Evaluation of the dRIT at the LRVZ and CDC
To evaluate the dRIT under different laboratory conditions, we retested the collected samples from the year 2005 up to the end of the study at the LRVZ and CDC by both, DFA and dRIT. All samples were stored without preservative at −20°C for a maximum of 10 months. In total 79 slides from 68 independent samples (including the 47 samples collected in this study and 21 of archived samples obtained in previous investigations) were read in Chad by both methods, where 10 samples were read twice and 1 sample three times (Table 1). 75 samples from the year 2005 up to the end of the study period (including the 47 samples collected in this study and 28 of archived samples obtained in previous investigations) were shipped to the CDC, stored in 50% glycerol solution. Before retesting at CDC they were stored in glycerol for three to 18 months. 83 and 84 slides from the 74 usable samples (in one case the remaining material was insufficient to perform diagnostic tests) were retested by the DFA and dRIT, respectively (Table 1). The CDC's standard protocol was used for the DFA . For each sample, the condition was recorded as good, fair or poor, respectively. Samples in good condition were fresh with white brain tissue; in fair condition the brain structure was again recognizable but no longer fresh; poor-condition samples were putrid or dry, strongly smelling and the brain structure could not be recognized.

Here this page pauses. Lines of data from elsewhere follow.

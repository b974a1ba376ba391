//! Behaviour every list page shares: load, filter, dialogs, save, delete.

use stockdesk_core::Record;

use crate::api::ApiError;
use crate::pages::state::{Dialog, LoadState};
use crate::pages::toast::Toasts;
use crate::services::ResourceService;

pub struct ListPage<E: Record> {
    service: ResourceService<E>,
    state: LoadState<E>,
    dialog: Dialog<E::Id>,
    search: String,
    toasts: Toasts,
}

impl<E: Record> core::fmt::Debug for ListPage<E> {
    fn fmt(&self, f: &mut core::fmt::Formatter<'_>) -> core::fmt::Result {
        f.debug_struct("ListPage")
            .field("collection", &E::COLLECTION)
            .field("state", &self.state)
            .field("dialog", &self.dialog)
            .field("search", &self.search)
            .finish_non_exhaustive()
    }
}

impl<E: Record> ListPage<E> {
    pub fn new(service: ResourceService<E>) -> Self {
        Self {
            service,
            state: LoadState::Idle,
            dialog: Dialog::None,
            search: String::new(),
            toasts: Toasts::new(),
        }
    }

    pub fn service(&self) -> &ResourceService<E> {
        &self.service
    }

    pub fn state(&self) -> &LoadState<E> {
        &self.state
    }

    pub fn dialog(&self) -> Dialog<E::Id> {
        self.dialog
    }

    pub fn search(&self) -> &str {
        &self.search
    }

    pub fn toasts(&self) -> &Toasts {
        &self.toasts
    }

    pub fn toasts_mut(&mut self) -> &mut Toasts {
        &mut self.toasts
    }

    /// Loaded records, or nothing outside `Loaded`.
    pub fn items(&self) -> &[E] {
        self.state.items().unwrap_or(&[])
    }

    pub fn find(&self, id: E::Id) -> Option<&E> {
        self.items().iter().find(|e| e.id() == id)
    }

    /// Record the open dialog points at, if any.
    pub fn selected(&self) -> Option<&E> {
        self.dialog.target().and_then(|id| self.find(id))
    }

    pub fn begin_load(&mut self) {
        self.state = LoadState::Loading;
        self.dialog = Dialog::None;
    }

    pub fn finish_load(&mut self, result: Result<Vec<E>, ApiError>) {
        self.state = match result {
            Ok(items) => LoadState::Loaded { items },
            Err(e) => {
                tracing::warn!(collection = E::COLLECTION, error = %e, "load failed");
                self.toasts.error(e.to_string());
                LoadState::Error { message: e.to_string() }
            }
        };
    }

    pub async fn load(&mut self) {
        self.begin_load();
        let result = self.service.get_all().await;
        self.finish_load(result);
    }

    pub fn set_search(&mut self, text: impl Into<String>) {
        self.search = text.into();
    }

    /// Records for which `matches(record, needle)` holds, `needle` being the
    /// lowercased search text. A blank search shows everything.
    pub fn filtered(&self, matches: impl Fn(&E, &str) -> bool) -> Vec<&E> {
        let needle = self.search.trim().to_lowercase();
        self.items()
            .iter()
            .filter(|e| needle.is_empty() || matches(e, &needle))
            .collect()
    }

    pub fn open_create(&mut self) -> bool {
        self.open(Dialog::Create)
    }

    pub fn open_edit(&mut self, id: E::Id) -> bool {
        self.open(Dialog::Edit(id))
    }

    pub fn open_delete(&mut self, id: E::Id) -> bool {
        self.open(Dialog::Delete(id))
    }

    pub fn open_view(&mut self, id: E::Id) -> bool {
        self.open(Dialog::View(id))
    }

    pub fn close_dialog(&mut self) {
        self.dialog = Dialog::None;
    }

    // Dialogs exist only over a loaded list and only for ids in it.
    fn open(&mut self, dialog: Dialog<E::Id>) -> bool {
        if self.state.items().is_none() {
            return false;
        }
        if let Some(id) = dialog.target() {
            if self.find(id).is_none() {
                return false;
            }
        }
        self.dialog = dialog;
        true
    }

    /// Create or update depending on the open dialog.
    ///
    /// On success: toast, close, reload. On failure: error toast, dialog stays open.
    pub async fn save(&mut self, draft: E::Draft) -> bool {
        let result = match self.dialog {
            Dialog::Create => self.service.create(&draft).await.map(|_| "created"),
            Dialog::Edit(id) => self.service.update(id, &draft).await.map(|_| "updated"),
            _ => return false,
        };
        self.settle(result).await
    }

    pub async fn confirm_delete(&mut self) -> bool {
        let Dialog::Delete(id) = self.dialog else {
            return false;
        };
        let result = self.service.delete(id).await.map(|_| "deleted");
        self.settle(result).await
    }

    async fn settle(&mut self, result: Result<&'static str, ApiError>) -> bool {
        match result {
            Ok(verb) => {
                self.toasts.success(format!("{} {verb}", capitalize(E::LABEL)));
                self.dialog = Dialog::None;
                self.load().await;
                true
            }
            Err(e) => {
                self.toasts.error(e.to_string());
                false
            }
        }
    }
}

fn capitalize(s: &str) -> String {
    let mut chars = s.chars();
    match chars.next() {
        Some(first) => first.to_uppercase().chain(chars).collect(),
        None => String::new(),
    }
}

#[cfg(test)]
mod tests {
    use std::sync::Arc;

    use proptest::prelude::*;
    use stockdesk_core::{Category, CategoryId};

    use super::*;
    use crate::api::ApiClient;
    use crate::pages::contains_ci;
    use crate::session::Session;
    use crate::storage::MemoryStorage;

    fn page() -> ListPage<Category> {
        let session = Arc::new(Session::new(Arc::new(MemoryStorage::new())));
        let client = Arc::new(ApiClient::new("http://127.0.0.1:9/api", session));
        ListPage::new(ResourceService::new(client))
    }

    fn category(id: i32, name: &str) -> Category {
        Category {
            id: CategoryId::new(id),
            name: name.to_string(),
        }
    }

    fn by_name(c: &Category, needle: &str) -> bool {
        contains_ci(&c.name, needle)
    }

    #[test]
    fn dialogs_stay_closed_until_loaded() {
        let mut p = page();
        assert!(!p.open_create());
        assert_eq!(p.dialog(), Dialog::None);

        p.begin_load();
        assert!(p.state().is_loading());
        assert!(!p.open_create());
    }

    #[test]
    fn dialogs_only_target_loaded_ids() {
        let mut p = page();
        p.finish_load(Ok(vec![category(1, "Tools")]));

        assert!(p.open_edit(CategoryId::new(1)));
        assert_eq!(p.selected().unwrap().name, "Tools");

        assert!(!p.open_delete(CategoryId::new(2)));
        assert_eq!(p.dialog(), Dialog::Edit(CategoryId::new(1)));

        p.close_dialog();
        assert_eq!(p.dialog(), Dialog::None);
        assert!(p.selected().is_none());
    }

    #[test]
    fn failed_load_shows_error_and_toast() {
        let mut p = page();
        p.finish_load(Err(ApiError::Http {
            status: 500,
            message: "HTTP error! status: 500".into(),
        }));

        assert_eq!(p.state().error(), Some("HTTP error! status: 500"));
        assert!(p.items().is_empty());
        assert_eq!(p.toasts().items().len(), 1);
        assert!(!p.open_create());
    }

    #[test]
    fn reload_closes_any_dialog() {
        let mut p = page();
        p.finish_load(Ok(vec![category(1, "Tools")]));
        p.open_view(CategoryId::new(1));

        p.begin_load();
        assert_eq!(p.dialog(), Dialog::None);
    }

    #[test]
    fn filter_is_case_insensitive_substring() {
        let mut p = page();
        p.finish_load(Ok(vec![
            category(1, "Hand Tools"),
            category(2, "Paint"),
            category(3, "power tools"),
        ]));

        p.set_search("TOOL");
        let names: Vec<_> = p.filtered(by_name).iter().map(|c| c.name.as_str()).collect();
        assert_eq!(names, ["Hand Tools", "power tools"]);

        p.set_search("   ");
        assert_eq!(p.filtered(by_name).len(), 3);
    }

    #[test]
    fn capitalize_first_letter() {
        assert_eq!(capitalize("category"), "Category");
        assert_eq!(capitalize(""), "");
    }

    proptest! {
        #[test]
        fn filter_returns_exactly_matching_subset(
            names in proptest::collection::vec("[a-zA-Z ]{0,12}", 0..12),
            search in "[a-zA-Z]{0,3}",
        ) {
            let mut p = page();
            let items: Vec<_> = names
                .iter()
                .enumerate()
                .map(|(i, n)| category(i as i32 + 1, n))
                .collect();
            p.finish_load(Ok(items.clone()));
            p.set_search(search.clone());

            let needle = search.to_lowercase();
            let expected: Vec<_> = items
                .iter()
                .filter(|c| c.name.to_lowercase().contains(&needle))
                .map(|c| c.id)
                .collect();
            let got: Vec<_> = p.filtered(by_name).iter().map(|c| c.id).collect();
            prop_assert_eq!(got, expected);
        }
    }
}
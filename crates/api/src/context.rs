use stockdesk_core::UserId;

/// Authenticated caller for a request, derived from the bearer token.
#[derive(Debug, Clone, PartialEq, Eq)]
pub struct UserContext {
    user_id: UserId,
    email: String,
}

impl UserContext {
    pub fn new(user_id: UserId, email: impl Into<String>) -> Self {
        Self {
            user_id,
            email: email.into(),
        }
    }

    pub fn user_id(&self) -> UserId {
        self.user_id
    }

    pub fn email(&self) -> &str {
        &self.email
    }
}
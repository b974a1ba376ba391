use std::sync::Arc;

use axum::{
    Json, Router,
    extract::{Extension, Path, rejection::JsonRejection},
    response::Response,
    routing::get,
};

use stockdesk_core::{Product, ProductDraft};

use crate::app::routes::common;
use crate::app::services::AppServices;

pub fn router() -> Router {
    Router::new()
        .route("/", get(list_products).post(create_product))
        .route("/:id", get(get_product).put(update_product).delete(delete_product))
}

pub async fn list_products(Extension(services): Extension<Arc<AppServices>>) -> Response {
    common::list_records::<Product>(services.products.as_ref()).await
}

pub async fn get_product(
    Extension(services): Extension<Arc<AppServices>>,
    Path(id): Path<String>,
) -> Response {
    common::get_record::<Product>(services.products.as_ref(), id).await
}

pub async fn create_product(
    Extension(services): Extension<Arc<AppServices>>,
    body: Result<Json<ProductDraft>, JsonRejection>,
) -> Response {
    common::create_record::<Product>(services.products.as_ref(), body).await
}

pub async fn update_product(
    Extension(services): Extension<Arc<AppServices>>,
    Path(id): Path<String>,
    body: Result<Json<ProductDraft>, JsonRejection>,
) -> Response {
    common::update_record::<Product>(services.products.as_ref(), id, body).await
}

pub async fn delete_product(
    Extension(services): Extension<Arc<AppServices>>,
    Path(id): Path<String>,
) -> Response {
    common::delete_record::<Product>(services.products.as_ref(), id).await
}
//! HTTP API: server, routing, and request/response mapping.

pub mod app;
pub mod config;
pub mod context;
pub mod middleware;
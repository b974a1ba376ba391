//! `stockdesk-auth`: token issuing, validation and password checks.
//!
//! This crate is decoupled from HTTP and storage.

pub mod claims;
pub mod credentials;
pub mod jwt;
pub mod password;

pub use claims::{JwtClaims, TokenValidationError, validate_claims};
pub use credentials::{Credentials, check_credentials};
pub use jwt::{DEFAULT_TOKEN_TTL_MINUTES, Hs256Jwt, IssuedToken, JwtValidator, TokenError, TokenIssuer};
pub use password::{PasswordError, hash_password, verify_password};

At the LRVZ, eight to eighteen slides per working day were prepared, stained and read by dRIT and DFA. All samples used were stored in Petri dishes without additives at −20°C. Afterward the samples were coded by one person, two other persons read the slides, independently and blinded to results. The comparison of the results read from the two persons and the known rabies status of each sample was performed after reading.
All samples tested at CDC were stored in 50% glycerol solution. Before testing, the glycerol was removed, and samples were washed twice by 10 min in phosphate-buffered saline. After washing, slide impressions for dRIT and DFA were made in the same day. One (dRIT) and two (DFA) days later, the slides were stained and read by both methods by one person. After reading, the results were compared with the rabies status of the sample. All samples which did not show a clear positive or negative result and those with contradictive results compared with the initial test of fresh sample in Chad were, after new coding, blindly retested by two different persons with the dRIT and DFA, respectively. One sample was tested a third time by the DFA to verify the result.
All involved persons were seasoned laboratory technicians or veterinarians.
Molecular methods at CDC
The reverse-transcription polymerase chain reaction (PCR) was performed for all 75 samples shipped to the CDC. Total RNA was extracted from infected material (either original host brain or mouse brain following limited passages), using TRIzol™ (GIBCO-BRL Inc., Gaithersburg, MD, USA) according to the manufacturer's recommendations. The RT-PCR was performed as described elsewhere  with primers for amplification of the entire N gene. All negative PCR products were subjected to a nested reaction. The reaction is performed in the same way as the primary PCR with two µl of the primary PCR product used as a template and the primers were replaced by a pair of nested primers, bordering a fragment of 350 nucleotides within the frame amplified at the first step. Parameters of the nested reaction were the same those parameters of the primary PCR. All positive PCR products were purified and subjected to direct sequencing using the ABI Prism™ 377 DNA Sequencer (Applied Biosystems, Foster City, CA, USA) as described elsewhere .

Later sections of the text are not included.